» Work order: Search the records for the string "base". Copy each line where it occurs.

Dataset excerpts START

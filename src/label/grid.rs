// src/label/grid.rs
//! Сетка занятости страны.
//!
//! Поиск места под подпись работает не по сырому растру, а по огрублённой
//! булевой сетке над ограничивающим прямоугольником страны. Размер ячейки
//! подстраивается под габариты: маленькая страна — мелкие ячейки, большая —
//! крупные, так что число ячеек ограничено независимо от размера территории.

use crate::country::OwnershipMap;
use crate::province::ProvinceIndex;

/// Размер ячейки по короткой стороне ограничивающего прямоугольника.
#[must_use]
pub fn cell_size_for(shorter_side: u32) -> u32 {
    if shorter_side < 100 {
        10
    } else if shorter_side < 250 {
        20
    } else if shorter_side < 500 {
        30
    } else if shorter_side < 1000 {
        40
    } else {
        50
    }
}

/// Булева сетка занятости над ограничивающим прямоугольником страны.
#[derive(Debug, Clone)]
pub struct OccupancyGrid {
    pub cols: usize,
    pub rows: usize,
    /// Размер ячейки в пикселях карты
    pub cell: u32,
    /// Левый верхний угол прямоугольника в координатах карты
    pub origin: (u32, u32),
    /// Занятость по строкам: индекс `row * cols + col`
    pub cells: Vec<bool>,
}

impl OccupancyGrid {
    /// Строит сетку: ячейка занята, если её центральная точка через индекс
    /// и карту владения разрешается в провинцию этой страны.
    ///
    /// Вырожденный прямоугольник (`min ≥ max` по любой оси) — `None`:
    /// такой стране якорь не ставится.
    #[must_use]
    pub fn build(
        index: &ProvinceIndex,
        ownership: &OwnershipMap,
        country_id: &str,
        bbox: (u32, u32, u32, u32),
    ) -> Option<Self> {
        let (min_x, min_y, max_x, max_y) = bbox;
        if min_x >= max_x || min_y >= max_y {
            return None;
        }
        let bbox_w = max_x - min_x + 1;
        let bbox_h = max_y - min_y + 1;
        let cell = cell_size_for(bbox_w.min(bbox_h));
        let cols = bbox_w.div_ceil(cell) as usize;
        let rows = bbox_h.div_ceil(cell) as usize;

        let mut cells = vec![false; cols * rows];
        for row in 0..rows {
            let sy = (min_y + (row as u32) * cell + cell / 2).min(max_y);
            for col in 0..cols {
                let sx = (min_x + (col as u32) * cell + cell / 2).min(max_x);
                let occupied = index
                    .province_at(i64::from(sx), i64::from(sy))
                    .and_then(|p| ownership.owner_of(&p.id))
                    .is_some_and(|owner| owner == country_id);
                cells[row * cols + col] = occupied;
            }
        }

        Some(Self {
            cols,
            rows,
            cell,
            origin: (min_x, min_y),
            cells,
        })
    }

    #[inline]
    #[must_use]
    pub fn occupied(&self, col: usize, row: usize) -> bool {
        self.cells[row * self.cols + col]
    }
}

#[cfg(test)]
mod tests {
    use super::*;
    use crate::country::{CountryDef, CountryTable};
    use crate::province::ProvinceDef;
    use crate::raster::PixelRaster;

    #[test]
    fn cell_size_buckets() {
        assert_eq!(cell_size_for(0), 10);
        assert_eq!(cell_size_for(99), 10);
        assert_eq!(cell_size_for(100), 20);
        assert_eq!(cell_size_for(249), 20);
        assert_eq!(cell_size_for(250), 30);
        assert_eq!(cell_size_for(499), 30);
        assert_eq!(cell_size_for(500), 40);
        assert_eq!(cell_size_for(999), 40);
        assert_eq!(cell_size_for(1000), 50);
        assert_eq!(cell_size_for(100_000), 50);
    }

    #[test]
    fn degenerate_bbox_is_none() {
        let index = ProvinceIndex::build(&[], PixelRaster::new(4, 4)).unwrap();
        let ownership = OwnershipMap::default();
        assert!(OccupancyGrid::build(&index, &ownership, "red", (3, 0, 3, 2)).is_none());
        assert!(OccupancyGrid::build(&index, &ownership, "red", (0, 2, 3, 2)).is_none());
    }

    #[test]
    fn cells_reflect_ownership() {
        // 40×40: левая половина — провинция "a" (страна red), правая — "b" (ничья)
        let mut base = PixelRaster::new(40, 40);
        for y in 0..40 {
            for x in 0..40 {
                let color = if x < 20 { [10, 0, 0, 255] } else { [0, 20, 0, 255] };
                base.set(x, y, color);
            }
        }
        let defs = vec![
            ProvinceDef {
                r: 10,
                g: 0,
                b: 0,
                id: "a".to_string(),
                name: "A".to_string(),
            },
            ProvinceDef {
                r: 0,
                g: 20,
                b: 0,
                id: "b".to_string(),
                name: "B".to_string(),
            },
        ];
        let index = ProvinceIndex::build(&defs, base).unwrap();
        let countries = CountryTable::from_defs(&[CountryDef {
            id: "red".to_string(),
            name: "Redland".to_string(),
            color: "#c80000".to_string(),
        }])
        .unwrap();
        let mut ownership = OwnershipMap::default();
        ownership.assign(&index, &countries, "a", "red").unwrap();

        let grid = OccupancyGrid::build(&index, &ownership, "red", (0, 0, 39, 39)).unwrap();
        assert_eq!(grid.cell, 10);
        assert_eq!((grid.cols, grid.rows), (4, 4));
        // левые два столбца ячеек заняты, правые — нет
        for row in 0..4 {
            assert!(grid.occupied(0, row));
            assert!(grid.occupied(1, row));
            assert!(!grid.occupied(2, row));
            assert!(!grid.occupied(3, row));
        }
    }
}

Dataset excerpts END

» Response area:
        let mut base = PixelRaster::new(40, 40);
                base.set(x, y, color);
        let index = ProvinceIndex::build(&defs, base).unwrap();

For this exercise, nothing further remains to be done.